In 2018, Castiglione said the accomplishments of the softball team and the passion of the fan base illustrated the need for a new stadium. Capacity at MHF is 1,378, but everyone knows OU could pack double that into any given home game and maybe triple for the big ones. And NCAA Regionals and Super Regionals might bring even more.
Castiglione said three years ago that the new stadium capacity is expected to exceed 3,000, will include triple the current configuration of concessions and restrooms, and will nestle into the northwest corner of Jenkins Avenue and Imhoff Road, about a half-mile south of the current stadium.
Gasso has said it will be "one of the finest facilities in the country."
But fundraising has been slow over the past year, Gasso said, despite the recent successful campaign.
“COVID kind of hurt that cause,” Gasso said. “I think as we got on the field and we started bringing back our team, you could see that the money started to spike.”
One element of the whole process has been particularly frustrating for Gasso: recruiting.
“It was in 2017 that a big announcement was made and it's hard,” she said. “It’s hard in many ways because, again, you just have to give answers to your team. And when I was recruiting these guys, I'm telling them that they're playing in a new stadium.”
Then again, while some players on the current roster may be disappointed that a fancy new stadium never came to fruition during their time in Norman, that disappointment hasn’t been reflected in their performance on the field.
For instance, transfers like Jana Johns and Taylon Snow weren’t given the impression the new facility would be finished during their time. They just came to OU to play softball.
And that mentality holds for some of the younger players, as well. Freshman pitcher Nicole May is an example of Gasso and her staff just recruiting ballplayers who don’t care what the facility looks like or how many fans it holds.
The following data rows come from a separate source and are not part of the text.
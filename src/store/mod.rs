pub mod json;
pub mod sqlite;

use async_trait::async_trait;

use crate::app::Result;
use crate::domain::SeenRecord;

pub use json::JsonFileStore;
pub use sqlite::SqliteRecordStore;

/// Whole-value persistence for the seen-item ledger.
///
/// There is no append: `write_all` replaces everything previously stored.
#[async_trait]
pub trait RecordStore {
    async fn read_all(&self) -> Result<Vec<SeenRecord>>;
    async fn write_all(&self, records: &[SeenRecord]) -> Result<()>;
}
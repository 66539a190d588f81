pub mod commands;

use std::path::PathBuf;

use clap::{Parser, Subcommand};

#[derive(Parser)]
#[command(name = "feedwatch")]
#[command(about = "Email new feed entries, remembering what was already sent", long_about = None)]
pub struct Cli {
    /// Path to the configuration file (default: ~/.config/feedwatch/config.toml)
    #[arg(short, long, global = true)]
    pub config: Option<PathBuf>,

    #[command(subcommand)]
    pub command: Commands,
}

#[derive(Subcommand)]
pub enum Commands {
    /// Check the feed once and notify about unseen entries
    Run,
    /// Print the records currently in the ledger
    Ledger,
    /// Background daemon for periodic runs
    Daemon {
        #[command(subcommand)]
        action: DaemonAction,
    },
}

#[derive(Subcommand)]
pub enum DaemonAction {
    /// Start the daemon in the foreground
    Start {
        /// Run interval (e.g., "10m", "1h", "1d")
        #[arg(short, long, default_value = "10m")]
        interval: String,

        /// Skip the run on start
        #[arg(long)]
        no_initial_run: bool,
    },
    /// Stop the running daemon
    Stop,
    /// Check daemon status
    Status,
}
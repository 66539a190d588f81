use chrono::Utc;
use feed_rs::parser;
use html_escape::decode_html_entities;

use crate::app::{FeedwatchError, Result};
use crate::domain::FeedItem;

#[derive(Clone)]
pub struct Normalizer;

impl Default for Normalizer {
    fn default() -> Self {
        Self::new()
    }
}

impl Normalizer {
    pub fn new() -> Self {
        Self
    }

    /// Parse a feed document into items, preserving document order.
    ///
    /// Entries without a link carry no identifier and are skipped.
    pub fn normalize(&self, body: &[u8]) -> Result<Vec<FeedItem>> {
        let feed = parser::parse(body).map_err(|e| FeedwatchError::ParseFailed(e.to_string()))?;

        let mut items = Vec::with_capacity(feed.entries.len());

        for entry in feed.entries {
            let Some(link) = entry.links.first().map(|l| l.href.clone()) else {
                tracing::warn!("Skipping entry {:?} without a link", entry.id);
                continue;
            };

            let mut item = FeedItem::new(&link);

            item.title = entry
                .title
                .map(|t| decode_html_entities(&t.content).to_string());
            item.description = entry
                .summary
                .map(|s| s.content)
                .or_else(|| entry.content.and_then(|c| c.body));
            item.published = entry
                .published
                .or(entry.updated)
                .map(|dt| dt.with_timezone(&Utc));

            items.push(item);
        }

        Ok(items)
    }
}

#[cfg(test)]
mod tests {
    use super::*;
    use chrono::TimeZone;

    const RSS_SAMPLE: &str = r#"<?xml version="1.0" encoding="UTF-8"?>
<rss version="2.0">
  <channel>
    <title>Marketplace: suitcases</title>
    <link>https://ads.example.com/</link>
    <description>Latest listings</description>
    <item>
      <title>Hard shell suitcase &amp; strap</title>
      <link>https://ads.example.com/listing/1001</link>
      <pubDate>Mon, 01 Jan 2024 10:00:00 GMT</pubDate>
      <description>&lt;p&gt;Barely used&lt;/p&gt;</description>
    </item>
    <item>
      <title>Cabin trolley</title>
      <link>https://ads.example.com/listing/1002?src=rss</link>
      <description>Blue, 55cm</description>
    </item>
  </channel>
</rss>"#;

    const ATOM_SAMPLE: &str = r#"<?xml version="1.0" encoding="UTF-8"?>
<feed xmlns="http://www.w3.org/2005/Atom">
  <title>Atom Test Feed</title>
  <id>urn:feed</id>
  <updated>2024-01-01T00:00:00Z</updated>
  <entry>
    <title>Atom Entry 1</title>
    <link href="https://example.com/entries/atom1"/>
    <id>atom-entry-1</id>
    <updated>2024-01-01T00:00:00Z</updated>
    <summary>This is Atom entry 1</summary>
  </entry>
</feed>"#;

    const RSS_MISSING_LINK: &str = r#"<?xml version="1.0" encoding="UTF-8"?>
<rss version="2.0">
  <channel>
    <title>Test</title>
    <item>
      <title>No link here</title>
      <guid isPermaLink="false">x-1</guid>
    </item>
    <item>
      <title>Linked</title>
      <link>https://example.com/p/2</link>
    </item>
  </channel>
</rss>"#;

    #[test]
    fn test_parse_rss() {
        let items = Normalizer::new().normalize(RSS_SAMPLE.as_bytes()).unwrap();

        assert_eq!(items.len(), 2);
        assert_eq!(items[0].id, "1001");
        assert_eq!(items[0].title, Some("Hard shell suitcase & strap".into()));
        assert_eq!(items[0].link, "https://ads.example.com/listing/1001");
        assert_eq!(items[0].description, Some("<p>Barely used</p>".into()));
        assert_eq!(
            items[0].published,
            Some(Utc.with_ymd_and_hms(2024, 1, 1, 10, 0, 0).unwrap())
        );
        assert_eq!(items[1].id, "1002");
        assert_eq!(items[1].published, None);
    }

    #[test]
    fn test_parse_atom() {
        let items = Normalizer::new().normalize(ATOM_SAMPLE.as_bytes()).unwrap();

        assert_eq!(items.len(), 1);
        assert_eq!(items[0].id, "atom1");
        assert_eq!(items[0].title, Some("Atom Entry 1".into()));
        assert_eq!(items[0].description, Some("This is Atom entry 1".into()));
    }

    #[test]
    fn test_entries_without_link_skipped() {
        let items = Normalizer::new()
            .normalize(RSS_MISSING_LINK.as_bytes())
            .unwrap();

        assert_eq!(items.len(), 1);
        assert_eq!(items[0].id, "2");
    }

    #[test]
    fn test_malformed_payload_is_parse_failure() {
        let err = Normalizer::new()
            .normalize(b"<html><body>502 Bad Gateway</body></html>")
            .unwrap_err();
        assert!(matches!(err, FeedwatchError::ParseFailed(_)));
    }

    #[test]
    fn test_item_order_matches_document() {
        let items = Normalizer::new().normalize(RSS_SAMPLE.as_bytes()).unwrap();
        let ids: Vec<_> = items.iter().map(|i| i.id.as_str()).collect();
        assert_eq!(ids, vec!["1001", "1002"]);
    }
}
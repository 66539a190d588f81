pub mod context;
pub mod error;

pub use context::AppContext;
pub use error::{FeedwatchError, Result};
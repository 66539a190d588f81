//! Configuration management for feedwatch.
//!
//! Configuration is read from `~/.config/feedwatch/config.toml` unless a path
//! is given explicitly. If the default file doesn't exist, a commented
//! template is created and loading fails until `feed.url` is filled in.

use serde::Deserialize;
use std::fs;
use std::io::Write;
use std::path::{Path, PathBuf};
use std::time::Duration;

use crate::fetcher::http_fetcher::DEFAULT_TIMEOUT_SECS;
use crate::ledger::DEFAULT_RETENTION_DAYS;

/// Environment variable overriding `mail.password`.
pub const SMTP_PASSWORD_ENV: &str = "FEEDWATCH_SMTP_PASSWORD";

/// Main configuration struct.
#[derive(Debug, Clone, Default, Deserialize)]
#[serde(default)]
pub struct Config {
    pub feed: FeedConfig,
    pub ledger: LedgerConfig,
    pub mail: MailConfig,
}

#[derive(Debug, Clone, Deserialize)]
#[serde(default)]
pub struct FeedConfig {
    pub url: String,
    /// Append a `_t=<millis>` query parameter to defeat caching proxies.
    pub cache_bust: bool,
    pub timeout_secs: u64,
}

impl Default for FeedConfig {
    fn default() -> Self {
        Self {
            url: String::new(),
            cache_bust: true,
            timeout_secs: DEFAULT_TIMEOUT_SECS,
        }
    }
}

impl FeedConfig {
    pub fn timeout(&self) -> Duration {
        Duration::from_secs(self.timeout_secs)
    }
}

#[derive(Debug, Clone, Copy, Default, PartialEq, Eq, Deserialize)]
#[serde(rename_all = "lowercase")]
pub enum LedgerBackend {
    #[default]
    Json,
    Sqlite,
}

#[derive(Debug, Clone, Deserialize)]
#[serde(default)]
pub struct LedgerConfig {
    pub backend: LedgerBackend,
    /// Defaults to a file in the platform data directory.
    pub path: Option<PathBuf>,
    pub retention_days: i64,
    /// Keep unexpired records even when their item has left the feed.
    pub keep_unlisted: bool,
}

impl Default for LedgerConfig {
    fn default() -> Self {
        Self {
            backend: LedgerBackend::Json,
            path: None,
            retention_days: DEFAULT_RETENTION_DAYS,
            keep_unlisted: false,
        }
    }
}

impl LedgerConfig {
    pub fn retention(&self) -> chrono::Duration {
        chrono::Duration::days(self.retention_days)
    }

    fn default_file_name(&self) -> &'static str {
        match self.backend {
            LedgerBackend::Json => "seen.json",
            LedgerBackend::Sqlite => "seen.db",
        }
    }

    /// Resolve the ledger location, falling back to `<data dir>/feedwatch/`.
    pub fn resolved_path(&self) -> Result<PathBuf, ConfigError> {
        match &self.path {
            Some(p) => Ok(p.clone()),
            None => {
                let data_dir = dirs::data_dir().ok_or(ConfigError::NoDataDir)?;
                Ok(data_dir.join("feedwatch").join(self.default_file_name()))
            }
        }
    }
}

/// How the SMTP connection is secured.
#[derive(Debug, Clone, Copy, PartialEq, Eq, Deserialize)]
#[serde(rename_all = "lowercase")]
pub enum MailTls {
    /// TLS from the first byte (SMTPS, port 465).
    Wrapper,
    /// Plaintext greeting upgraded with STARTTLS (submission, port 587).
    Starttls,
    /// No encryption. Only for local relays.
    None,
}

/// Implicit TLS port.
const SMTPS_PORT: u16 = 465;

#[derive(Debug, Clone, Deserialize)]
#[serde(default)]
pub struct MailConfig {
    pub smtp_host: String,
    pub smtp_port: Option<u16>,
    /// Derived from the port when unset: 465 or no port means `wrapper`, anything else `starttls`.
    pub tls: Option<MailTls>,
    pub username: Option<String>,
    pub(crate) password: Option<String>,
    pub from: String,
    pub to: Vec<String>,
    pub subject: String,
}

impl Default for MailConfig {
    fn default() -> Self {
        Self {
            smtp_host: String::new(),
            smtp_port: None,
            tls: None,
            username: None,
            password: None,
            from: String::new(),
            to: Vec::new(),
            subject: "New feed items".to_string(),
        }
    }
}

impl MailConfig {
    pub fn tls_mode(&self) -> MailTls {
        match (self.tls, self.smtp_port) {
            (Some(tls), _) => tls,
            (None, None) => MailTls::Wrapper,
            (None, Some(SMTPS_PORT)) => MailTls::Wrapper,
            (None, Some(_)) => MailTls::Starttls,
        }
    }

    /// Password from the environment if set, otherwise from the file.
    pub fn password(&self) -> Option<String> {
        std::env::var(SMTP_PASSWORD_ENV)
            .ok()
            .filter(|p| !p.is_empty())
            .or_else(|| self.password.clone())
    }
}

impl Config {
    /// Load configuration from `path`, or from the default path when `None`.
    ///
    /// A missing default file is created from the commented template.
    /// Missing fields use default values; the result is validated.
    pub fn load(path: Option<&Path>) -> Result<Self, ConfigError> {
        let config_path = match path {
            Some(p) => p.to_path_buf(),
            None => {
                let p = Self::default_config_path()?;
                if !p.exists() {
                    Self::create_default_config(&p)?;
                    return Err(ConfigError::Created { path: p });
                }
                p
            }
        };

        let content = fs::read_to_string(&config_path).map_err(|e| ConfigError::Io {
            path: config_path.clone(),
            source: e,
        })?;

        let config = Self::from_toml(&content).map_err(|e| ConfigError::Parse {
            path: config_path,
            source: e,
        })?;

        config.validate()?;
        Ok(config)
    }

    pub fn from_toml(content: &str) -> Result<Self, toml::de::Error> {
        toml::from_str(content)
    }

    /// Check the fields a run cannot do without.
    pub fn validate(&self) -> Result<(), ConfigError> {
        if self.feed.url.trim().is_empty() {
            return Err(ConfigError::Invalid("feed.url is not set".into()));
        }
        url::Url::parse(&self.feed.url)
            .map_err(|e| ConfigError::Invalid(format!("feed.url is not a valid URL: {}", e)))?;
        if self.ledger.retention_days <= 0 {
            return Err(ConfigError::Invalid(
                "ledger.retention_days must be positive".into(),
            ));
        }
        if self.mail.smtp_host.trim().is_empty() {
            return Err(ConfigError::Invalid("mail.smtp_host is not set".into()));
        }
        if self.mail.from.trim().is_empty() {
            return Err(ConfigError::Invalid("mail.from is not set".into()));
        }
        if self.mail.to.is_empty() {
            return Err(ConfigError::Invalid("mail.to has no recipients".into()));
        }
        Ok(())
    }

    /// Get the default config file path: `~/.config/feedwatch/config.toml`
    pub fn default_config_path() -> Result<PathBuf, ConfigError> {
        let config_dir = dirs::config_dir().ok_or(ConfigError::NoConfigDir)?;
        Ok(config_dir.join("feedwatch").join("config.toml"))
    }

    /// Create a default config file with comments.
    fn create_default_config(path: &Path) -> Result<(), ConfigError> {
        if let Some(parent) = path.parent() {
            fs::create_dir_all(parent).map_err(|e| ConfigError::Io {
                path: parent.to_path_buf(),
                source: e,
            })?;
        }

        let mut file = fs::File::create(path).map_err(|e| ConfigError::Io {
            path: path.to_path_buf(),
            source: e,
        })?;

        file.write_all(Self::default_config_content().as_bytes())
            .map_err(|e| ConfigError::Io {
                path: path.to_path_buf(),
                source: e,
            })?;

        Ok(())
    }

    /// Generate the default config file content with comments.
    fn default_config_content() -> String {
        r##"# feedwatch configuration

[feed]
# Feed to watch (RSS, Atom or JSON Feed). Required.
url = ""

# Append a "_t=<unix millis>" query parameter to every request
cache_bust = true

# HTTP request timeout in seconds
timeout_secs = 30

[ledger]
# Where seen items are remembered: "json" or "sqlite"
backend = "json"

# Ledger location (default: platform data directory)
# path = "/var/lib/feedwatch/seen.json"

# Records older than this many days are forgotten
retention_days = 7

# Keep records for items that are no longer in the feed until they expire
keep_unlisted = false

[mail]
smtp_host = ""
# smtp_port = 465
# "wrapper" (TLS from the start, port 465), "starttls" (port 587) or "none".
# Derived from smtp_port when omitted.
# tls = "wrapper"
# username = ""
# password = ""    # or set FEEDWATCH_SMTP_PASSWORD
from = ""
to = []
subject = "New feed items"
"##
        .to_string()
    }
}

/// Configuration errors.
#[derive(Debug, thiserror::Error)]
pub enum ConfigError {
    #[error("Could not determine config directory")]
    NoConfigDir,

    #[error("Could not determine data directory")]
    NoDataDir,

    #[error("Created a default config file at {path}; fill in feed.url and [mail] and run again")]
    Created { path: PathBuf },

    #[error("Failed to read/write config file at {path}: {source}")]
    Io {
        path: PathBuf,
        source: std::io::Error,
    },

    #[error("Failed to parse config file at {path}: {source}")]
    Parse {
        path: PathBuf,
        source: toml::de::Error,
    },

    #[error("Invalid configuration: {0}")]
    Invalid(String),
}

#[cfg(test)]
mod tests {
    use super::*;

    const FULL: &str = r##"
[feed]
url = "https://ads.example.com/rss?q=suitcase"

[ledger]
backend = "sqlite"
path = "/tmp/feedwatch-test.db"
retention_days = 3

[mail]
smtp_host = "smtp.example.com"
smtp_port = 587
from = "feedwatch@example.com"
to = ["me@example.com"]
"##;

    #[test]
    fn test_default_config_deserializes() {
        let config = Config::from_toml(&Config::default_config_content())
            .expect("Default config should be valid TOML");

        assert!(config.feed.cache_bust);
        assert_eq!(config.feed.timeout_secs, 30);
        assert_eq!(config.ledger.backend, LedgerBackend::Json);
        assert_eq!(config.ledger.retention_days, 7);
        assert_eq!(config.mail.subject, "New feed items");
    }

    #[test]
    fn test_default_config_does_not_validate() {
        let config = Config::from_toml(&Config::default_config_content()).unwrap();
        assert!(matches!(config.validate(), Err(ConfigError::Invalid(_))));
    }

    #[test]
    fn test_full_config() {
        let config = Config::from_toml(FULL).unwrap();
        config.validate().unwrap();

        assert_eq!(config.ledger.backend, LedgerBackend::Sqlite);
        assert_eq!(config.ledger.retention(), chrono::Duration::days(3));
        assert_eq!(
            config.ledger.resolved_path().unwrap(),
            PathBuf::from("/tmp/feedwatch-test.db")
        );
        assert_eq!(config.mail.smtp_port, Some(587));
        assert_eq!(config.mail.tls_mode(), MailTls::Starttls);
        // Default value
        assert!(!config.ledger.keep_unlisted);
    }

    #[test]
    fn test_empty_config() {
        let config = Config::from_toml("").expect("Empty config should work");
        assert!(config.feed.url.is_empty());
        assert_eq!(config.ledger.retention_days, DEFAULT_RETENTION_DAYS);
    }

    #[test]
    fn test_invalid_feed_url() {
        let mut config = Config::from_toml(FULL).unwrap();
        config.feed.url = "not a url".into();
        assert!(matches!(config.validate(), Err(ConfigError::Invalid(_))));
    }

    #[test]
    fn test_load_explicit_path() {
        let dir = tempfile::tempdir().unwrap();
        let path = dir.path().join("config.toml");
        fs::write(&path, FULL).unwrap();

        let config = Config::load(Some(&path)).unwrap();
        assert_eq!(config.feed.url, "https://ads.example.com/rss?q=suitcase");
    }

    #[test]
    fn test_load_unparseable_file() {
        let dir = tempfile::tempdir().unwrap();
        let path = dir.path().join("config.toml");
        fs::write(&path, "[feed\nurl = ").unwrap();

        assert!(matches!(
            Config::load(Some(&path)),
            Err(ConfigError::Parse { .. })
        ));
    }

    #[test]
    fn test_tls_mode_follows_port() {
        let mut mail = MailConfig::default();
        assert_eq!(mail.tls_mode(), MailTls::Wrapper);

        mail.smtp_port = Some(465);
        assert_eq!(mail.tls_mode(), MailTls::Wrapper);

        mail.smtp_port = Some(587);
        assert_eq!(mail.tls_mode(), MailTls::Starttls);

        mail.smtp_port = Some(25);
        assert_eq!(mail.tls_mode(), MailTls::Starttls);
    }

    #[test]
    fn test_explicit_tls_wins() {
        let config = Config::from_toml(
            r#"
[mail]
smtp_port = 2525
tls = "none"
"#,
        )
        .unwrap();
        assert_eq!(config.mail.tls_mode(), MailTls::None);
    }
}
use thiserror::Error;

#[derive(Error, Debug)]
pub enum FeedwatchError {
    #[error("Fetch failed: {0}")]
    FetchFailed(#[from] reqwest::Error),

    #[error("Feed parsing error: {0}")]
    ParseFailed(String),

    #[error("Record store unavailable: {0}")]
    StoreUnavailable(String),

    #[error("Notification delivery failed: {0}")]
    DeliveryFailed(String),

    #[error("Invalid URL: {0}")]
    InvalidUrl(#[from] url::ParseError),

    #[error("IO error: {0}")]
    Io(#[from] std::io::Error),

    #[error("Configuration error: {0}")]
    Config(String),

    #[error("{0}")]
    Other(String),
}

impl From<rusqlite::Error> for FeedwatchError {
    fn from(e: rusqlite::Error) -> Self {
        FeedwatchError::StoreUnavailable(format!("database: {}", e))
    }
}

impl From<serde_json::Error> for FeedwatchError {
    fn from(e: serde_json::Error) -> Self {
        FeedwatchError::StoreUnavailable(format!("malformed ledger: {}", e))
    }
}

pub type Result<T> = std::result::Result<T, FeedwatchError>;
use chrono::{DateTime, Utc};
use serde::{Deserialize, Serialize};
use url::Url;

/// A single entry of the watched feed, as fetched during one run.
#[derive(Debug, Clone, PartialEq, Serialize, Deserialize)]
pub struct FeedItem {
    pub id: String,
    pub title: Option<String>,
    pub link: String,
    pub description: Option<String>,
    pub published: Option<DateTime<Utc>>,
}

impl FeedItem {
    pub fn new(link: &str) -> Self {
        Self {
            id: Self::derive_id(link),
            title: None,
            link: link.to_string(),
            description: None,
            published: None,
        }
    }

    /// Derive the ledger identifier from the final segment of the link path.
    ///
    /// Query string and fragment are not part of the path and never leak into
    /// the identifier. A path ending in `/` yields an empty identifier.
    /// Strings that do not parse as absolute URLs fall back to the text after
    /// the last `/`.
    pub fn derive_id(link: &str) -> String {
        let link = link.trim();
        match Url::parse(link) {
            Ok(url) => url
                .path_segments()
                .and_then(|mut segments| segments.next_back())
                .map(String::from)
                .unwrap_or_default(),
            Err(_) => link.rsplit('/').next().unwrap_or_default().to_string(),
        }
    }

    pub fn display_title(&self) -> &str {
        self.title.as_deref().unwrap_or("(Untitled)")
    }
}
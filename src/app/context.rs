use std::path::PathBuf;
use std::sync::Arc;

use crate::app::error::{FeedwatchError, Result};
use crate::config::{Config, LedgerBackend};
use crate::fetcher::{Fetcher, HttpFetcher};
use crate::notifier::{Notifier, SmtpNotifier};
use crate::orchestrator::{Orchestrator, RunSettings};
use crate::store::{JsonFileStore, RecordStore, SqliteRecordStore};

/// Adapters and the orchestrator assembled from one configuration.
pub struct AppContext {
    pub config: Config,
    pub ledger_path: PathBuf,
    pub store: Arc<dyn RecordStore + Send + Sync>,
    pub orchestrator: Orchestrator,
}

impl AppContext {
    pub fn new(config: Config) -> Result<Self> {
        let ledger_path = config
            .ledger
            .resolved_path()
            .map_err(|e| FeedwatchError::Config(e.to_string()))?;
        if let Some(parent) = ledger_path.parent() {
            std::fs::create_dir_all(parent)?;
        }

        let store: Arc<dyn RecordStore + Send + Sync> = match config.ledger.backend {
            LedgerBackend::Json => Arc::new(JsonFileStore::new(&ledger_path)),
            LedgerBackend::Sqlite => Arc::new(SqliteRecordStore::new(&ledger_path)?),
        };
        let fetcher: Arc<dyn Fetcher + Send + Sync> = Arc::new(HttpFetcher::new(
            config.feed.timeout(),
            config.feed.cache_bust,
        )?);
        let notifier: Arc<dyn Notifier + Send + Sync> = Arc::new(SmtpNotifier::new(&config.mail)?);

        let orchestrator = Orchestrator::new(
            fetcher,
            store.clone(),
            notifier,
            RunSettings {
                feed_url: config.feed.url.clone(),
                retention: config.ledger.retention(),
                keep_unlisted: config.ledger.keep_unlisted,
            },
        );

        tracing::debug!(
            "Using {:?} ledger at {}",
            config.ledger.backend,
            ledger_path.display()
        );

        Ok(Self {
            config,
            ledger_path,
            store,
            orchestrator,
        })
    }
}
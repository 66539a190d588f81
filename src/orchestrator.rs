//! One fetch → load → diff → notify → save pass over the watched feed.
//!
//! The orchestrator keeps no state between runs; everything that must survive
//! lives in the ledger's store. Runs against the same store must not overlap,
//! since the store write replaces the whole ledger.

use std::sync::Arc;

use chrono::{DateTime, Duration, Utc};

use crate::app::Result;
use crate::domain::SeenRecord;
use crate::fetcher::Fetcher;
use crate::ledger::{diff, Ledger};
use crate::normalizer::Normalizer;
use crate::notifier::{render_body, Notifier};
use crate::store::RecordStore;

/// Per-run settings taken from the configuration.
#[derive(Debug, Clone)]
pub struct RunSettings {
    pub feed_url: String,
    pub retention: Duration,
    /// Retain every unexpired record, not only those still listed in the feed.
    pub keep_unlisted: bool,
}

#[derive(Debug, Clone, PartialEq, Eq)]
pub enum Delivery {
    /// Nothing new, notifier not invoked.
    Skipped,
    Sent,
    /// Delivery failed; the ledger was saved regardless.
    Failed(String),
}

/// Summary of a completed run.
#[derive(Debug, Clone, PartialEq, Eq)]
pub struct RunReport {
    pub fetched: usize,
    pub unseen: usize,
    pub retained: usize,
    pub recorded: usize,
    pub delivery: Delivery,
}

pub struct Orchestrator {
    fetcher: Arc<dyn Fetcher + Send + Sync>,
    normalizer: Normalizer,
    ledger: Ledger,
    notifier: Arc<dyn Notifier + Send + Sync>,
    settings: RunSettings,
}

impl Orchestrator {
    pub fn new(
        fetcher: Arc<dyn Fetcher + Send + Sync>,
        store: Arc<dyn RecordStore + Send + Sync>,
        notifier: Arc<dyn Notifier + Send + Sync>,
        settings: RunSettings,
    ) -> Self {
        Self {
            fetcher,
            normalizer: Normalizer::new(),
            ledger: Ledger::new(store, settings.retention),
            notifier,
            settings,
        }
    }

    pub async fn run(&self) -> Result<RunReport> {
        self.run_at(Utc::now()).await
    }

    /// Execute one run with `now` as the reference instant for expiry and new records.
    pub async fn run_at(&self, now: DateTime<Utc>) -> Result<RunReport> {
        // Fetch
        let body = self.fetcher.fetch(&self.settings.feed_url).await?;
        let items = self.normalizer.normalize(&body)?;
        tracing::info!("Fetched {} items from {}", items.len(), self.settings.feed_url);
        let fetched = items.len();

        // Load ledger
        let records = self.ledger.load(now).await?;
        tracing::info!("Ledger holds {} unexpired records", records.len());

        // Diff
        let result = diff(items, &records);
        tracing::info!(
            "{} unseen, {} previously seen",
            result.unseen.len(),
            result.seen_ids.len()
        );

        // Notify
        let delivery = if result.unseen.is_empty() {
            Delivery::Skipped
        } else {
            for item in &result.unseen {
                tracing::debug!("Unseen: {} ({})", item.display_title(), item.id);
            }
            let body = render_body(&result.unseen);
            match self.notifier.send(&body).await {
                Ok(()) => Delivery::Sent,
                Err(e) => {
                    tracing::error!("Notification failed, saving ledger anyway: {}", e);
                    Delivery::Failed(e.to_string())
                }
            }
        };

        // Save ledger
        let newly_seen = result.newly_seen_ids();
        let retained: Vec<SeenRecord> = if self.settings.keep_unlisted {
            records
        } else {
            records
                .into_iter()
                .filter(|r| result.seen_ids.contains(&r.id))
                .collect()
        };
        let retained_count = retained.len();

        let saved = self.ledger.save(retained, &newly_seen, now).await?;

        let report = RunReport {
            fetched,
            unseen: result.unseen.len(),
            retained: retained_count,
            recorded: saved.len() - retained_count,
            delivery,
        };
        tracing::info!(
            "Run complete: {} new records, {} retained, delivery {:?}",
            report.recorded,
            report.retained,
            report.delivery
        );

        Ok(report)
    }
}
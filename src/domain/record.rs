use chrono::{DateTime, Utc};
use serde::{Deserialize, Serialize};

/// Persisted proof that an identifier has been observed and notified.
///
/// Serialized as `{"id": ..., "firstSeen": ...}` with an RFC 3339 timestamp.
#[derive(Debug, Clone, PartialEq, Eq, Serialize, Deserialize)]
#[serde(rename_all = "camelCase")]
pub struct SeenRecord {
    pub id: String,
    pub first_seen: DateTime<Utc>,
}

impl SeenRecord {
    pub fn new(id: impl Into<String>, first_seen: DateTime<Utc>) -> Self {
        Self {
            id: id.into(),
            first_seen,
        }
    }

    pub fn is_expired(&self, now: DateTime<Utc>, retention: chrono::Duration) -> bool {
        now.signed_duration_since(self.first_seen) > retention
    }
}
“I came here on a visit and I loved the environment and, like, the homey feel of (it),” May said. “From the staff, from the fans, just Norman in general. So it wasn't so much that.
“And I think our field has very homey vibe to it. So, nothing really to complain about there. But I'm not really thinking about — I didn't choose this school because of, ‘Oh hey, we're gonna have a new field.’ Like, you know, I don't really care about the flashy aspect of that.”
“You have to make the most of where you're at,” said Snow, who arrived last year after starting her career at Auburn. “I mean, yeah, it'd be nice to have some multimillion dollar stadium. But right now, that's not our worry. We have one angle. … We can play wherever, and we will still have that team chemistry, and we will still go out and grind for each other. So despite where we're playing or anything like (that) — yes, a nice stadium would be fantastic. But there's an angle.”
The athletic department’s revenue dip in 2020 was significant. According to USA Today, after 14 consecutive years of growth, athletic department revenue at OU dropped from $175.3 million in 2018 to $163.1 million in 2019.
Licensing, media rights and ticket sales remained steady or showed growth, but contributions dropped from almost $63 million to $45.5 million.
When figures are revealed for 2020, those areas will likely fall even more.
No matter how much the softball team wins — even with another national championship and the most prolific offense in history — a new stadium can’t be built without those donations.
“It’s just, it's finances,” Gasso said. “This is a $25 million project and we're gonna aim to get to half, I think, to get ground broken. And I think we're getting pretty close.
“I don't know when we're breaking ground. I have not been told. I just feel like we're getting closer.”